The sugar glider is a small marsupial, a type of gliding possum, which is native to Australia and New Guinea. The glider is becoming increasingly popular as a pet, particularly in the US and the Antipodes, and they are gaining in popularity in the UK too. But what are they and do you want one as a pet?
As already mentioned, the sugar glider is a small marsupial. This means that young animals spend the early part of their life in the pouch. They are slightly squirrel-like and their unusual (yet very cute!) appearance means they are becoming popular as pets.The name 'sugar glider' comes mainly from their preferred diet. In the wild the animals feed on the sap and nectar of the eucalyptus tree and the flap of skin which connects their wrists and ankles and allows them to 'fly' between trees, lends them the name 'glider'.As well as feasting on Eucalyptus, the omnivorous glider will also feed on small insects, plants and fruit and that fact that they live in very tight-knit social groups in the wild often means they will quickly form a bond with their owners.Because the sugar glider is considered an exotic pet, appropriate care and maintenance should be researched thoroughly. They are certainly not a pet for everyone. They will not thrive if they are not provided with plenty of opportunities to socialise and keeping them is even illegal in some countries so it is worth investigating the laws in your country before acquiring your first sugar glider.

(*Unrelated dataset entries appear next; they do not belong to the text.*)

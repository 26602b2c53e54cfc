use archstore::prelude::*;

#[derive(Debug, Clone, Copy, Default, PartialEq)]
struct Position {
    x: f32,
    y: f32,
}

/// Handle into an external physics world
#[derive(Debug, Clone, Copy, PartialEq, Eq)]
struct BodyHandle(u32);

#[test]
fn test_clear_all_resets_but_keeps_archetypes() {
    let mut world = World::new();
    for _ in 0..10 {
        let e = world.create();
        world.add_component::<Position>(e).unwrap();
    }
    let archetypes = world.archetype_count();
    world.clear_all().unwrap();

    assert_eq!(world.entity_count(), 0);
    assert_eq!(world.archetype_count(), archetypes);
    let archetype = world.archetype_for::<(Position,)>().unwrap();
    assert!(archetype.is_empty());
    assert_eq!(archetype.columns()[0].capacity(), 2);
    assert!(world.query::<(Position,)>().is_empty());

    // The old shape is reused
    let e = world.create();
    world.add_component::<Position>(e).unwrap();
    assert_eq!(world.archetype_count(), archetypes);
    assert_eq!(world.query::<(Position,)>().len(), 1);
}

#[test]
fn test_clear_except_marked() {
    let mut world = World::new();
    let player = world.create();
    world.set(player, Position { x: 1.0, y: 1.0 }).unwrap();
    world.mark_persistent(player).unwrap();
    // Marking twice is fine
    world.mark_persistent(player).unwrap();

    let mut doomed = Vec::new();
    for i in 0..4 {
        let e = world.create();
        world.set(e, Position::default()).unwrap();
        if i % 2 == 0 {
            world.set(e, BodyHandle(i)).unwrap();
        }
        doomed.push(e);
    }

    let report = world.prepare_clear_except_marked_with::<BodyHandle>().unwrap();
    assert_eq!(report.entities.len(), 4);
    for e in &doomed {
        assert!(report.entities.contains(e));
        assert!(world.is_null(*e));
    }
    let mut handles: Vec<u32> = report.resources.iter().map(|(_, h)| h.0).collect();
    handles.sort_unstable();
    assert_eq!(handles, vec![0, 2]);

    assert!(world.is_alive(player));
    assert_eq!(
        world.get_component::<Position>(player),
        Some(&Position { x: 1.0, y: 1.0 })
    );
    assert_eq!(world.first_with_tag::<Persistent>(), Some(player));
    assert_eq!(world.entity_count(), 1);
}

#[test]
fn test_plain_clear_report_has_no_resources() {
    let mut world = World::new();
    let e = world.create();
    world.set(e, BodyHandle(7)).unwrap();
    let report = world.prepare_clear_except_marked().unwrap();
    assert_eq!(report.entities, vec![e]);
    assert!(report.resources.is_empty());
}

Sugar gliders are curious, playful and affectionate little animals and because of this they can make excellent pets. Any owner must be willing to home more than one glider as they are social animals. Plenty of human interaction should also be provided.Gliders are quite clean do not require a complicated housing set up, and if their basic needs are catered for they can live for anywhere between 12-14 years. As they are essentially a jumping and climbing animal, they will use their claws to cling on and that inevitably means they will use their little talons to grip onto their owner too, so it's worth keeping the claws trimmed. They are not aggressive animals, but they will bite if they feel threatened; having said that, acquiring a tame glider that is used to being handled can often mean that they appreciate regular cuddles.
The sugar glider does have quite strict dietary requirements and experts cannot seem to reach an agreement on what is the best food to offer. As they are quite a new entrant to the pet industry the subject is still clouded in controversy and it can be a matter of trial and error. The animal is prone to metabolic bone diseases which are the result of an imbalance of calcium and phosphorous so this must be a consideration when planning your glider's diet.The sugar glider's natural diet is hard to replicate in captivity, which has led to the confusion mentioned above, however many experts have recommended feeding a combination of Leadbetter's Mix, zoo-quality insectivore feed or high-quality insects, and a small amount of finely chopped, mixed fresh fruit.The gliders should be fed once a day in the evening and care should be taken to check that all gliders are getting a fair share of food. Fats and refined sugars should be avoided and any dietary changes should be introduced over a period of a few days to avoid tummy upsets. Chocolate should NEVER form part of a glider's diet as it is highly poisonous.
A pair of gliders should be housed in a mesh (make sure the gaps are no bigger than half an inch) cage that is no smaller than 24" x 24" and at least 36" high. Gliders need plenty of space to jump and climb.Enrichment should be provided in the shape of horizontal bars, non-toxic plants or branches, next boxes, exercise wheels, toys and a marsupial pouch. The bottom of the cage should be covered in a substrate of shavings (never use cedar) to absorb waste and this should be cleaned out and replaced regularly - at least once or twice a week. Also be aware - gliders are quite intelligent and could work out how to open a loose latch!The cage should be placed in a warm spot out of direct sunlight.
As with any exotic pet, the best place to get your gliders is from a reputable breeder. Shipped-in animals can suffer greatly with stress and may never truly recover.Purchasing from a breeder also means you benefit from their experience - a reputable breeder will offer guidance and advice when you take your new friends home. Buying young animals is preferable as they will quickly get used to being handled, however budgetary constraints may not allow for this so be prepared, if you opt for an adult animal, for plenty of bonding time and play.You maybe able to find Sugar Gliders for Sale sometimes on our pets4homes website, advertised by both private sellers and breeders.As an arboreal (tree-dwelling) creature, the glider should show no fear of other pets you may have, although that's not to say your existing pets won't see your new friend as dinner! Please be careful when introducing your glider to your other animals. One word of warning though - in the wild gliders will take small birds and love to play with and bite feathers. If you already have birds, they may not thank you for bringing a glider into their lives!